In all honesty, there IS a way to stop the lift, because someone, somewhere was monitoring it, perhaps from a camouflaged duck blind, and a speaker strung up in the pines bellowed: “GET OFF THE TRACK!” and stopped the T-bar. Easier said than done, pal! The Shanghai Contortionist Triplets, the Bolshoi Ballet AND Gumby now had nothing on me. I think at this point, my brother may have helped slide me to the side, much like one removes a disabled car from the middle of the highway to the shoulder. There may have even been some clapping involved.

After successfully riding the T-bar to the top of the bigger slope, I felt a sense of accomplishment. I was on the top of the world. Literally. But, alas, pride comes before the fall. Literally. I pushed off. I was weaving nicely, smoothly from side to side, actually “turning” my skis 180 degrees from one direction to another, switchblading back and forth across the downward course. This was a cinch! But I was also picking up speed, and was soon completely out of control. Unable to turn. Bombing. “LOOK OUT!” I shrieked to everyone in my way. “Everyone” wisely moved. Except the two little nine-year-olds. Just standing there in the middle of the slope, chewing the fat. “LOOK OUT!” Through my tearing eyes I could see a look of utter joint disgust shooting my way from the two immobile snow princesses.“I CAN’T STOP!”Like it says on the hypochondriac’s tombstone: “I told you I was sick.” Well, I told those ski brats.

WHIZZ! I sliced over the backs of their skis. At this point I was going SO fast and was SO seized with terror, that I had to stop myself the third way that one can stop on skis: wiping out. Basically, you just sit down. Going 100mph. Rumpety-bumpety-bumpety-bump. (You don’t stop immediately.) My head was bobbing like a buoy as IT skied down the slopes. My knit hat was left at the feet of Jasmine and Ariel. I was pretty far away from them by the time I came to a complete halt. “ARE YOU GOING TO BUY US NEW SKIS?!!” Jasmine shouted down to me. By the way they were dressed--suited up in Olympian Alpine gear--it was clear that Mommy and Daddy did not need ME to contribute a cent to anything involving their royal highnesses. I crawled upslope on all fours to retrieve my hat.

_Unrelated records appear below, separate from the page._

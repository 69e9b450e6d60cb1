//! CLI argument validators.
//!
//! Shared validation functions for CLI argument parsing.

/// Parse and validate a timing tolerance in seconds.
pub fn parse_jitter_threshold(s: &str) -> Result<f64, String> {
    let value: f64 = s
        .parse()
        .map_err(|_| format!("'{s}' is not a valid number"))?;

    if !value.is_finite() || value <= 0.0 {
        return Err(format!(
            "jitter threshold must be a positive number of seconds, got {value}"
        ));
    }

    Ok(value)
}

/// Parse a byte size with an optional binary suffix (`K`, `M`, `G`, `T`).
///
/// `512`, `64K`, `1.5G` and `2TiB` are all accepted; suffixes are case
/// insensitive and may end in `B` or `iB`.
pub fn parse_size(s: &str) -> Result<u64, String> {
    let trimmed = s.trim();
    let upper = trimmed.to_ascii_uppercase();
    let without_unit = upper
        .strip_suffix("IB")
        .or_else(|| upper.strip_suffix('B'))
        .unwrap_or(&upper);

    let (number, multiplier) = match without_unit.chars().last() {
        Some('K') => (&without_unit[..without_unit.len() - 1], 1u64 << 10),
        Some('M') => (&without_unit[..without_unit.len() - 1], 1u64 << 20),
        Some('G') => (&without_unit[..without_unit.len() - 1], 1u64 << 30),
        Some('T') => (&without_unit[..without_unit.len() - 1], 1u64 << 40),
        _ => (without_unit, 1),
    };

    if let Ok(value) = number.parse::<u64>() {
        return value
            .checked_mul(multiplier)
            .ok_or_else(|| format!("size '{trimmed}' is too large"));
    }

    let value: f64 = number
        .parse()
        .map_err(|_| format!("'{trimmed}' is not a valid size"))?;
    if !value.is_finite() || value < 0.0 {
        return Err(format!("'{trimmed}' is not a valid size"));
    }

    #[allow(
        clippy::cast_possible_truncation,
        clippy::cast_sign_loss,
        clippy::cast_precision_loss
    )]
    let bytes = (value * multiplier as f64) as u64;
    Ok(bytes)
}

#[cfg(test)]
#[allow(clippy::unwrap_used, clippy::float_cmp)]
mod tests {
    use super::*;

    #[test]
    fn test_parse_jitter_threshold_valid() {
        assert_eq!(parse_jitter_threshold("0.01").ok(), Some(0.01));
        assert_eq!(parse_jitter_threshold("2").ok(), Some(2.0));
    }

    #[test]
    fn test_parse_jitter_threshold_invalid() {
        assert!(parse_jitter_threshold("0").is_err());
        assert!(parse_jitter_threshold("-0.1").is_err());
        assert!(parse_jitter_threshold("inf").is_err());
        assert!(parse_jitter_threshold("abc").is_err());
    }

    #[test]
    fn test_parse_size_plain_bytes() {
        assert_eq!(parse_size("4096").ok(), Some(4096));
        assert_eq!(parse_size(" 100 ").ok(), Some(100));
    }

    #[test]
    fn test_parse_size_suffixes() {
        assert_eq!(parse_size("64K").ok(), Some(64 * 1024));
        assert_eq!(parse_size("2m").ok(), Some(2 * 1024 * 1024));
        assert_eq!(parse_size("1GiB").ok(), Some(1 << 30));
        assert_eq!(parse_size("1TB").ok(), Some(1 << 40));
        assert_eq!(parse_size("1.5K").ok(), Some(1536));
    }

    #[test]
    fn test_parse_size_invalid() {
        let err = parse_size("lots");
        assert!(err.unwrap_err().contains("not a valid size"));
        assert!(parse_size("-5").is_err());
        assert!(parse_size("99999999999T").is_err());
    }
}
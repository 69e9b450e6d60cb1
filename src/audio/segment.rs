//! Segmented WAV output for one audio stream.
//!
//! A [`SegmentWriter`] keeps at most one output file open. Before each block
//! it decides whether the block fits the open file; if not, the file is
//! finalized and a new one is started.

use std::fs::File;
use std::io::{BufWriter, Write};
use std::path::{Path, PathBuf};

use tracing::{debug, info, warn};

use super::header::{WavVariant, create_header, finalize_header};
use super::timing::{Timing, TimingValidator};
use super::AudioBlockSpec;
use crate::constants::{DEFAULT_JITTER_THRESHOLD, SEQUENCE_WIDTH};
use crate::error::{Error, Result};

/// Why a new segment was started.
#[derive(Debug, Clone, Copy, PartialEq, Eq)]
pub enum Rollover {
    /// No segment was open.
    First,
    /// The block layout differs from the open segment's.
    FormatChange,
    /// The block would push the file to the size cap.
    SizeCap,
}

/// Result of ingesting one block.
#[derive(Debug, Clone, PartialEq)]
pub struct Ingested {
    /// Set when this block opened a new segment.
    pub rollover: Option<Rollover>,
    /// Frames copied into the segment.
    pub frames_written: u32,
    /// Whether the source buffer held fewer frames than announced.
    pub truncated: bool,
    /// Timing classification of the block.
    pub timing: Timing,
}

impl Ingested {
    /// Number of output files created by this call.
    #[must_use]
    pub fn segments_created(&self) -> u32 {
        u32::from(self.rollover.is_some())
    }
}

/// A closed segment.
#[derive(Debug, Clone, PartialEq, Eq)]
pub struct ClosedSegment {
    /// Path of the finalized file.
    pub path: PathBuf,
    /// Bytes of sample data in the file.
    pub data_size: u64,
}

/// The currently open output file.
struct Segment {
    file: BufWriter<File>,
    path: PathBuf,
    spec: AudioBlockSpec,
    position: u64,
    timing: TimingValidator,
}

/// Writes the blocks of one stream into a sequence of WAV/W64 files.
pub struct SegmentWriter {
    folder: PathBuf,
    stream_id: String,
    variant: WavVariant,
    size_cap: u64,
    jitter_threshold: f64,
    sequence: u32,
    current: Option<Segment>,
    frame_buffer: Vec<u8>,
}
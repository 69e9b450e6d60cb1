//! Trackwav CLI entry point.

#![allow(clippy::print_stderr)]

fn main() {
    if let Err(e) = trackwav::run() {
        eprintln!("error: {}", e.with_sources());
        std::process::exit(1);
    }
}
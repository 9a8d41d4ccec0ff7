//! Composite habitability score.
//!
//! Each available factor is mapped to `[0, 1]` by a bell-shaped falloff around
//! its Earth-like ideal, then the factors are averaged using their weights.
//! Only factors that are present contribute to the denominator, so a planet
//! with partial data is not penalised for what is missing.

use serde::{Deserialize, Serialize};

use crate::models::ExoplanetRecord;

pub const INSOLATION_WEIGHT: f64 = 0.30;
pub const RADIUS_WEIGHT: f64 = 0.25;
pub const TEMPERATURE_WEIGHT: f64 = 0.20;
pub const ECCENTRICITY_WEIGHT: f64 = 0.15;
pub const STAR_TYPE_WEIGHT: f64 = 0.10;

const IDEAL_INSOLATION: f64 = 1.0;
const INSOLATION_SPREAD: f64 = 0.3;
const IDEAL_RADIUS: f64 = 1.0;
const RADIUS_SPREAD: f64 = 0.5;
const IDEAL_TEMPERATURE_K: f64 = 288.0;
const TEMPERATURE_SPREAD_K: f64 = 50.0;
const ECCENTRICITY_FALLOFF: f64 = 10.0;

/// Factors the score can use. Any subset may be present.
#[derive(Debug, Clone, Default, PartialEq, Serialize, Deserialize)]
#[serde(rename_all = "camelCase")]
pub struct HabitabilityInputs {
    #[serde(default)]
    pub insolation_flux: Option<f64>,
    #[serde(default)]
    pub radius: Option<f64>,
    #[serde(default)]
    pub temperature: Option<f64>,
    #[serde(default)]
    pub orbital_eccentricity: Option<f64>,
    #[serde(default)]
    pub star_type: Option<String>,
}

impl From<&ExoplanetRecord> for HabitabilityInputs {
    fn from(record: &ExoplanetRecord) -> Self {
        Self {
            insolation_flux: record.insolation_flux,
            radius: Some(record.radius),
            temperature: Some(record.temperature),
            orbital_eccentricity: record.orbital_eccentricity,
            star_type: record.star_type.clone(),
        }
    }
}

fn falloff(value: f64, ideal: f64, spread: f64) -> f64 {
    (-((value - ideal) / spread).powi(2)).exp()
}

/// Score for the host star's spectral letter.
pub fn star_type_score(star_type: &str) -> f64 {
    match star_type {
        "G" => 1.0,
        "K" => 0.9,
        "M" => 0.7,
        _ => 0.5,
    }
}

/// Weighted habitability score in `[0, 1]`; `0.0` when no factor is known.
pub fn habitability_score(inputs: &HabitabilityInputs) -> f64 {
    let mut score = 0.0;
    let mut weight = 0.0;

    if let Some(flux) = inputs.insolation_flux {
        score += falloff(flux, IDEAL_INSOLATION, INSOLATION_SPREAD) * INSOLATION_WEIGHT;
        weight += INSOLATION_WEIGHT;
    }

    if let Some(radius) = inputs.radius {
        score += falloff(radius, IDEAL_RADIUS, RADIUS_SPREAD) * RADIUS_WEIGHT;
        weight += RADIUS_WEIGHT;
    }

    if let Some(temperature) = inputs.temperature {
        score += falloff(temperature, IDEAL_TEMPERATURE_K, TEMPERATURE_SPREAD_K)
            * TEMPERATURE_WEIGHT;
        weight += TEMPERATURE_WEIGHT;
    }

    // Eccentricity is never negative; below zero scores like a circular orbit.
    if let Some(eccentricity) = inputs.orbital_eccentricity {
        score += (-eccentricity.max(0.0) * ECCENTRICITY_FALLOFF).exp() * ECCENTRICITY_WEIGHT;
        weight += ECCENTRICITY_WEIGHT;
    }

    // An empty spectral type carries no information.
    if let Some(star) = inputs.star_type.as_deref().filter(|s| !s.is_empty()) {
        score += star_type_score(star) * STAR_TYPE_WEIGHT;
        weight += STAR_TYPE_WEIGHT;
    }

    if weight > 0.0 {
        (score / weight).clamp(0.0, 1.0)
    } else {
        0.0
    }
}

/// Score a catalog record using every factor it carries.
pub fn score_record(record: &ExoplanetRecord) -> f64 {
    habitability_score(&HabitabilityInputs::from(record))
}
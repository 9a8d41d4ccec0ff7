//! Router configuration for the HTTP API.
//!
//! This module sets up all routes, middleware (CORS, compression, tracing),
//! and creates the axum router ready for serving.

use axum::{
    extract::DefaultBodyLimit,
    routing::{get, post},
    Router,
};
use tower_http::{
    compression::CompressionLayer,
    cors::{Any, CorsLayer},
    trace::TraceLayer,
};

use super::handlers;
use super::state::AppState;

/// Largest accepted request body, matching the upload form's 10 MB cap.
pub const MAX_BODY_BYTES: usize = 10 * 1024 * 1024;

/// Create the main application router with all routes and middleware.
pub fn create_router(state: AppState) -> Router {
    // Frontend and API run on different origins in development.
    let cors = CorsLayer::new()
        .allow_origin(Any)
        .allow_methods(Any)
        .allow_headers(Any);

    // Catalog and calculator endpoints
    let api_v1 = Router::new()
        .route("/exoplanets", get(handlers::list_exoplanets))
        .route("/exoplanets/{id}", get(handlers::get_exoplanet))
        .route("/explorer", get(handlers::get_explorer))
        .route("/projection", post(handlers::project))
        .route("/habitability", post(handlers::score_habitability))
        .route("/classify", post(handlers::classify_planet))
        .route("/snr", post(handlers::estimate_snr));

    // Paths the frontend calls for analysis
    let analysis = Router::new()
        .route("/analyze", post(handlers::analyze))
        .route("/tabular/predict", post(handlers::proxy_tabular_predict))
        .route("/chat/ask", post(handlers::proxy_chat_ask))
        .route("/lightcurve/analyze", post(handlers::proxy_lightcurve_analyze));

    Router::new()
        .route("/health", get(handlers::health_check))
        .nest("/v1", api_v1)
        .nest("/api", analysis)
        .layer(DefaultBodyLimit::max(MAX_BODY_BYTES))
        .layer(CompressionLayer::new())
        .layer(TraceLayer::new_for_http())
        .layer(cors)
        .with_state(state)
}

I proceeded down the slope again, determined to master “the turn.” Nothing doing. I began bombing straight down the mountain like a bat out of hell. “LOOK OUT!” There, approaching fast, was a huge, landscaped pile of New Hampshire granite boulders. Right at the bottom of the course. It didn’t hear me. It was probably designed by the same guy who did the T-bar and who was probably laughing himself sick right now in the ski lodge watching the hi-jinx wrought by his creations. I did what any non-self-respecting ski newbie would do. I wiped out. Again. A middle-aged gent must have had the same idea a bit earlier. He lounged there like some kind of slopekill, covered in those little ice-encrusted snow lintballs. “IS THIS YOUR FIRST DAY SKIING??!!” he inquired far too jovially. I decided against sarcasm. A simple “yes” would do. “ISN’T THIS GREAT??!!” he gushed.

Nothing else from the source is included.